Si no quieres protocolo, aquí te dejo dos tazas.

Lo han entendido mal. No saben que ellos no son poseedores de nada sino que es la sociedad la que les encomienda, temporalmente, la responsabilidad de defender intereses y buscar el bienestar de quienes los votan. Ellos no tienen derecho -creo yo- a «desvestir» cargos, con intereses populistas, para ganar votantes.

Viene al caso lo anterior porque he leído, en elpais.com, que Inés Arrimadas, política catalana, renuncia a su tratamiento de «honorable» A mi me resulta paradójico y sorprendente porque, por un lado, esta señora renuncia a un tratamiento que va unido a un cargo para el que ha sido elegida democráticamente y, por el otro, exige el tratamiento de usted. No sabe esta política que ambos tratamientos lo son con la misma finalidad: demostrar respeto. Ignora también que se es «honorable» en tanto que se hace honor a esa responsabilidad. Este tratamiento se utiliza porque que se desarrolla un cargo oficial. Se es honorable no ya por gustos personales sino por decisión democrática de los que depositan votos para elegir a unos u otros. La decisión de su uso o su omisión no corresponde al político de turno sino a quien lo vota, creo yo. El usted, por respeto, lo tenemos todos y no habría que exigirlo.

La moda de «desvestirse» de los tratamientos honoríficos tiene un trasfondo populista y demagogo que no busca el bien de la sociedad sino la suma de votos. No hay nada beneficioso en ello para nadie y, en el extremo, podría interpretarse casi como un insulto a la inteligencia del votante por cuanto se pretende hacerle creer que esta acción se lleva a cabo en bien de la sociedad y no para captar los votos de los más escasos de espíritu crítico.

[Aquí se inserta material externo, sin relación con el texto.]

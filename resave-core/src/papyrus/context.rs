use crate::cursor::ByteCursor;
use crate::diagnostics::{Diagnostic, Diagnostics};
use crate::error::FormatError;
use crate::ids::{Eid, RefId};
use crate::layout::Layout;
use crate::registry::IdRegistry;

use super::strings::{StringTable, TString};

/// State threaded through every Papyrus decoder of one load.
pub struct ReadContext<'r> {
    pub layout: Layout,
    pub strings: &'r StringTable,
    pub registry: &'r mut IdRegistry,
    pub diagnostics: &'r mut Diagnostics,
}

impl<'r> ReadContext<'r> {
    pub fn new(
        layout: Layout,
        strings: &'r StringTable,
        registry: &'r mut IdRegistry,
        diagnostics: &'r mut Diagnostics,
    ) -> Self {
        Self {
            layout,
            strings,
            registry,
            diagnostics,
        }
    }

    pub fn read_tstring(&self, c: &mut ByteCursor<'_>) -> Result<TString, FormatError> {
        TString::read(c, self.layout.index_width, self.strings.len())
    }

    /// An EID at the session width.
    pub fn read_eid(&mut self, c: &mut ByteCursor<'_>) -> Result<Eid, FormatError> {
        self.registry.read_eid(c)
    }

    /// An EID stored as 32 bits regardless of the session width.
    pub fn read_eid32(&mut self, c: &mut ByteCursor<'_>) -> Result<Eid, FormatError> {
        self.registry.read_eid32(c)
    }

    pub fn read_ref_id(&mut self, c: &mut ByteCursor<'_>) -> Result<RefId, FormatError> {
        let r = self.registry.read_ref_id(c)?;
        self.registry.note_ref_id(r, |u| u.papyrus = true);
        Ok(r)
    }

    pub fn diagnose(&mut self, d: Diagnostic) {
        self.diagnostics.push(d);
    }
}
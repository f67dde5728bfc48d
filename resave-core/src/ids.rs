//! Identifier value types: VM object handles and world object handles.
//!
//! Neither type is constructed directly by decoders; they go through
//! [`IdRegistry`](crate::registry::IdRegistry) so every occurrence of the same
//! raw value within one load is the canonical one.

use std::fmt;

use serde::{Deserialize, Serialize};

use crate::cursor::{ByteCursor, ByteSink};
use crate::error::FormatError;

#[derive(Debug, Clone, Copy, PartialEq, Eq, Hash, PartialOrd, Ord, Serialize, Deserialize)]
pub enum EidWidth {
    W32,
    W64,
}

impl EidWidth {
    pub fn bytes(self) -> usize {
        match self {
            EidWidth::W32 => 4,
            EidWidth::W64 => 8,
        }
    }
}

/// A Papyrus VM object handle. Zero means "no object".
#[derive(Clone, Copy, PartialEq, Eq, Hash, PartialOrd, Ord)]
pub struct Eid {
    raw: u64,
    width: EidWidth,
}

impl Eid {
    pub(crate) fn new(raw: u64, width: EidWidth) -> Self {
        Self { raw, width }
    }

    #[inline]
    pub fn raw(self) -> u64 {
        self.raw
    }

    #[inline]
    pub fn width(self) -> EidWidth {
        self.width
    }

    #[inline]
    pub fn is_zero(self) -> bool {
        self.raw == 0
    }

    pub(crate) fn read_raw(cursor: &mut ByteCursor<'_>, width: EidWidth) -> Result<u64, FormatError> {
        Ok(match width {
            EidWidth::W32 => cursor.read_u32()? as u64,
            EidWidth::W64 => cursor.read_u64()?,
        })
    }

    pub fn write(self, out: &mut ByteSink) {
        match self.width {
            EidWidth::W32 => out.write_u32(self.raw as u32),
            EidWidth::W64 => out.write_u64(self.raw),
        }
    }

    #[inline]
    pub fn byte_size(self) -> usize {
        self.width.bytes()
    }
}

impl fmt::Debug for Eid {
    fn fmt(&self, f: &mut fmt::Formatter<'_>) -> fmt::Result {
        write!(f, "Eid({})", self)
    }
}

impl fmt::Display for Eid {
    fn fmt(&self, f: &mut fmt::Formatter<'_>) -> fmt::Result {
        match self.width {
            EidWidth::W32 => write!(f, "{:08x}", self.raw),
            EidWidth::W64 => write!(f, "{:016x}", self.raw),
        }
    }
}

impl Serialize for Eid {
    fn serialize<S: serde::Serializer>(&self, serializer: S) -> Result<S::Ok, S::Error> {
        serializer.collect_str(self)
    }
}

/// What the top two bits of a RefID say about the remaining 22.
#[derive(Debug, Clone, Copy, PartialEq, Eq, Hash, Serialize, Deserialize, strum::Display)]
pub enum RefIdKind {
    /// 1-based index into the save's form-id array.
    FormIndex,
    /// A form id from the master file (load order slot 0).
    Default,
    /// A form created at runtime (`0xFF` load order slot).
    Created,
    Unknown,
}

/// A 3-byte world object handle.
#[derive(Clone, Copy, PartialEq, Eq, Hash, PartialOrd, Ord)]
pub struct RefId(u32);

impl RefId {
    pub const NONE: RefId = RefId(0);

    pub(crate) fn new(raw: u32) -> Self {
        Self(raw & 0xFF_FFFF)
    }

    #[inline]
    pub fn raw(self) -> u32 {
        self.0
    }

    #[inline]
    pub fn is_zero(self) -> bool {
        self.0 == 0
    }

    pub fn kind(self) -> RefIdKind {
        match self.0 >> 22 {
            0 => RefIdKind::FormIndex,
            1 => RefIdKind::Default,
            2 => RefIdKind::Created,
            _ => RefIdKind::Unknown,
        }
    }

    /// The low 22 bits.
    #[inline]
    pub fn value(self) -> u32 {
        self.0 & 0x3F_FFFF
    }

    /// Translate to a full form id. Form-index RefIDs need the save's form-id
    /// array; an index outside it yields `None`.
    pub fn form_id(self, form_ids: &[u32]) -> Option<u32> {
        match self.kind() {
            RefIdKind::FormIndex => {
                let value = self.value() as usize;
                if value == 0 {
                    Some(0)
                } else {
                    form_ids.get(value - 1).copied()
                }
            }
            RefIdKind::Default => Some(self.value()),
            RefIdKind::Created => Some(0xFF00_0000 | self.value()),
            RefIdKind::Unknown => None,
        }
    }

    pub fn write(self, out: &mut ByteSink) {
        out.write_u24_be(self.0);
    }

    pub const BYTE_SIZE: usize = 3;
}

impl fmt::Debug for RefId {
    fn fmt(&self, f: &mut fmt::Formatter<'_>) -> fmt::Result {
        write!(f, "RefId({:06x})", self.0)
    }
}

impl fmt::Display for RefId {
    fn fmt(&self, f: &mut fmt::Formatter<'_>) -> fmt::Result {
        write!(f, "{:06x}", self.0)
    }
}

impl Serialize for RefId {
    fn serialize<S: serde::Serializer>(&self, serializer: S) -> Result<S::Ok, S::Error> {
        serializer.collect_str(self)
    }
}
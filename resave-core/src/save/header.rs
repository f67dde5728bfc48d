use serde::Serialize;

use crate::codec::Compression;
use crate::cursor::{ByteCursor, ByteSink};
use crate::error::{Context, FormatError, Result};
use crate::game::Game;
use crate::scalar::Real;
use crate::wstring::WString;

/// The uncompressed file header. Everything here is inside the
/// `header_size` the file declares after the magic.
#[derive(Debug, Clone, PartialEq, Eq, Serialize)]
pub struct Header {
    pub version: u32,
    pub save_number: u32,
    pub player_name: WString,
    pub level: u32,
    pub location: WString,
    pub game_date: WString,
    pub race: WString,
    pub sex: u16,
    pub current_exp: Real,
    pub level_up_exp: Real,
    pub filetime: u64,
    pub shot_width: u32,
    pub shot_height: u32,
    /// Only stored by Skyrim Special Edition.
    pub compression: Compression,
}

fn read_magic(c: &mut ByteCursor<'_>) -> Result<&'static [u8]> {
    for magic in [crate::game::SKYRIM_MAGIC, crate::game::FALLOUT4_MAGIC] {
        if c.peek_rest().starts_with(magic) {
            c.read_bytes(magic.len())?;
            return Ok(magic);
        }
    }
    let found = &c.peek_rest()[..c.remaining().min(13)];
    Err(FormatError::Magic {
        found: String::from_utf8_lossy(found).into_owned(),
    }
    .into())
}

impl Header {
    /// Read magic, header and screenshot. Returns the game variant too.
    pub fn read(c: &mut ByteCursor<'_>) -> Result<(Game, Self, Vec<u8>)> {
        let magic = read_magic(c)?;
        let header_size = c.read_u32().context("header size")? as usize;
        c.set_mark();

        let version = c.read_u32()?;
        let game = Game::detect(magic, version)?;
        let save_number = c.read_u32()?;
        let player_name = WString::read(c)?;
        let level = c.read_u32()?;
        let location = WString::read(c)?;
        let game_date = WString::read(c)?;
        let race = WString::read(c)?;
        let sex = c.read_u16()?;
        let current_exp = Real(c.read_f32()?);
        let level_up_exp = Real(c.read_f32()?);
        let filetime = c.read_u64()?;
        let shot_width = c.read_u32()?;
        let shot_height = c.read_u32()?;
        let compression = if game.has_compression() {
            let raw = c.read_u16()?;
            Compression::from_repr(raw).ok_or(FormatError::Unsupported {
                what: "compression type",
                value: raw as u64,
            })?
        } else {
            Compression::None
        };
        c.checkpoint("header", header_size)?;

        let header = Self {
            version,
            save_number,
            player_name,
            level,
            location,
            game_date,
            race,
            sex,
            current_exp,
            level_up_exp,
            filetime,
            shot_width,
            shot_height,
            compression,
        };

        let shot_len = header.screenshot_len(game)?;
        let screenshot = c.read_bytes(shot_len).context("screenshot")?.to_vec();
        Ok((game, header, screenshot))
    }

    pub fn screenshot_len(&self, game: Game) -> std::result::Result<usize, FormatError> {
        (self.shot_width as usize)
            .checked_mul(self.shot_height as usize)
            .and_then(|n| n.checked_mul(game.screenshot_bpp()))
            .ok_or(FormatError::Unsupported {
                what: "screenshot size",
                value: self.shot_width as u64 * self.shot_height as u64,
            })
    }

    /// Size of the fields counted by `header_size`.
    pub fn byte_size(&self, game: Game) -> usize {
        4 + 4
            + self.player_name.byte_size()
            + 4
            + self.location.byte_size()
            + self.game_date.byte_size()
            + self.race.byte_size()
            + 2
            + 4
            + 4
            + 8
            + 4
            + 4
            + if game.has_compression() { 2 } else { 0 }
    }

    pub fn write(&self, out: &mut ByteSink, game: Game, screenshot: &[u8]) -> Result<()> {
        let shot_len = self.screenshot_len(game)?;
        if screenshot.len() != shot_len {
            return Err(FormatError::Mismatch {
                what: "screenshot size",
                expected: shot_len.to_string(),
                found: screenshot.len().to_string(),
            }
            .into());
        }
        out.write_bytes(game.magic());
        let size = self.byte_size(game);
        out.write_u32(size as u32);
        out.set_mark();
        out.write_u32(self.version);
        out.write_u32(self.save_number);
        self.player_name.write(out)?;
        out.write_u32(self.level);
        self.location.write(out)?;
        self.game_date.write(out)?;
        self.race.write(out)?;
        out.write_u16(self.sex);
        out.write_f32(self.current_exp.0);
        out.write_f32(self.level_up_exp.0);
        out.write_u64(self.filetime);
        out.write_u32(self.shot_width);
        out.write_u32(self.shot_height);
        if game.has_compression() {
            out.write_u16(self.compression as u16);
        }
        out.checkpoint("header", size)?;
        out.write_bytes(screenshot);
        Ok(())
    }
}
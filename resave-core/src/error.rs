use std::fmt::Display;

/// An illegal or unexpected value in the byte stream.
#[derive(thiserror::Error, Debug, Clone, PartialEq, Eq)]
pub enum FormatError {
    #[error("illegal {kind} tag 0x{tag:02X}")]
    IllegalTag { kind: &'static str, tag: u32 },

    #[error("unexpected end of data reading {what} at 0x{offset:X}: need {need} bytes, {remaining} remaining")]
    UnexpectedEof {
        what: &'static str,
        offset: usize,
        need: usize,
        remaining: usize,
    },

    /// A string-table index past the end of the table. This is how the
    /// string-table bug (STB) shows up in a save.
    #[error("string index {index} out of range (table has {len} entries)")]
    StringIndex { index: u32, len: usize },

    #[error("bad magic {found:?}")]
    Magic { found: String },

    #[error("unsupported {what}: {value}")]
    Unsupported { what: &'static str, value: u64 },

    #[error("{what}: expected {expected}, found {found}")]
    Mismatch {
        what: &'static str,
        expected: String,
        found: String,
    },

    #[error("{what} does not fit its length prefix ({len} bytes)")]
    TooLong { what: &'static str, len: usize },
}

/// The accounting invariant was violated: a section consumed a different
/// number of bytes than the format says it should have.
#[derive(thiserror::Error, Debug, Clone, PartialEq, Eq)]
#[error("position mismatch in {section} at 0x{offset:X}: declared {declared} bytes, consumed {actual}")]
pub struct PositionMismatch {
    pub section: String,
    pub offset: usize,
    pub declared: usize,
    pub actual: usize,
}

#[derive(thiserror::Error, Debug, Clone, PartialEq, Eq)]
pub enum CodecError {
    #[error("{algorithm} inflate produced {actual} bytes, declared {declared}")]
    SizeMismatch {
        algorithm: &'static str,
        declared: usize,
        actual: usize,
    },

    #[error("{algorithm} stream is corrupt: {message}")]
    Corrupt {
        algorithm: &'static str,
        message: String,
    },
}

#[derive(thiserror::Error, Debug)]
pub enum Error {
    #[error(transparent)]
    Format(#[from] FormatError),

    #[error(transparent)]
    Position(#[from] PositionMismatch),

    #[error(transparent)]
    Codec(#[from] CodecError),

    /// One entry of a table failed; the table itself may have been kept partially.
    #[error("{table}: entry {index} of {total} failed: {source}")]
    Entry {
        table: &'static str,
        index: usize,
        total: usize,
        #[source]
        source: Box<Error>,
    },

    #[error("{context}: {source}")]
    Context {
        context: String,
        #[source]
        source: Box<Error>,
    },

    #[error("save is truncated, refusing to write it")]
    Truncated,

    #[error(transparent)]
    Io(#[from] std::io::Error),

    #[error(transparent)]
    Binrw(#[from] binrw::Error),
}

impl Error {
    /// The innermost error, with all context and entry wrappers removed.
    pub fn root(&self) -> &Error {
        match self {
            Error::Entry { source, .. } | Error::Context { source, .. } => source.root(),
            other => other,
        }
    }

    pub fn is_position_mismatch(&self) -> bool {
        matches!(self.root(), Error::Position(_))
    }

    pub fn is_string_table_bug(&self) -> bool {
        matches!(self.root(), Error::Format(FormatError::StringIndex { .. }))
    }
}

pub type Result<T> = std::result::Result<T, Error>;

/// Attach a description of what was being decoded to an error.
pub trait Context<T> {
    fn context<C: Display>(self, context: C) -> Result<T>;

    fn with_context<C: Display, F: FnOnce() -> C>(self, f: F) -> Result<T>;
}

impl<T, E: Into<Error>> Context<T> for std::result::Result<T, E> {
    fn context<C: Display>(self, context: C) -> Result<T> {
        self.map_err(|e| Error::Context {
            context: context.to_string(),
            source: Box::new(e.into()),
        })
    }

    fn with_context<C: Display, F: FnOnce() -> C>(self, f: F) -> Result<T> {
        self.map_err(|e| Error::Context {
            context: f().to_string(),
            source: Box::new(e.into()),
        })
    }
}

/// A table that failed part way through. `value` holds every entry that was
/// read before entry `index` (of `total`) failed with `error`.
#[derive(Debug)]
pub struct Partial<T> {
    pub value: T,
    pub index: usize,
    pub total: usize,
    pub error: Error,
}

impl<T> Partial<T> {
    /// Give up on the partial value and keep the error, tagged with the table name.
    pub fn into_error(self, table: &'static str) -> Error {
        Error::Entry {
            table,
            index: self.index,
            total: self.total,
            source: Box::new(self.error),
        }
    }

    pub fn map<U>(self, f: impl FnOnce(T) -> U) -> Partial<U> {
        Partial {
            value: f(self.value),
            index: self.index,
            total: self.total,
            error: self.error,
        }
    }
}

pub type ListResult<T> = std::result::Result<T, Partial<T>>;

Esta actitud está cundiendo entre la clase política con la ligereza del que desprecia las normas legalmente constituidas y se arroga derechos que no tiene pues estos – los derechos- son de los votantes mientras que los elegidos debieran preservarlos o cambiar las normas, recordando siempre que el puesto que ocupan es temporal y ellos son temporeros de la política. En estos casos, la ignorancia de algunos cargos políticos, solo es superada por su falta de capacidad.

Para finalizar, me gustaría dejar claro que el político que dice ser “poco protocolario” –sea por ignorancia o con plena conciencia- no hace más que renunciar al puesto u orden de precedencia que por ley le corresponde y de manera directa menosprecia a sus votantes. Un político debe ser muy protocolario porque siéndolo no hace más que poner de manifiesto el número de votos conseguidos y no hay norma más democrática que aquella que más arriba pone al que más votos obtiene.

Si no quieres protocolo, aquí te dejo dos tazas.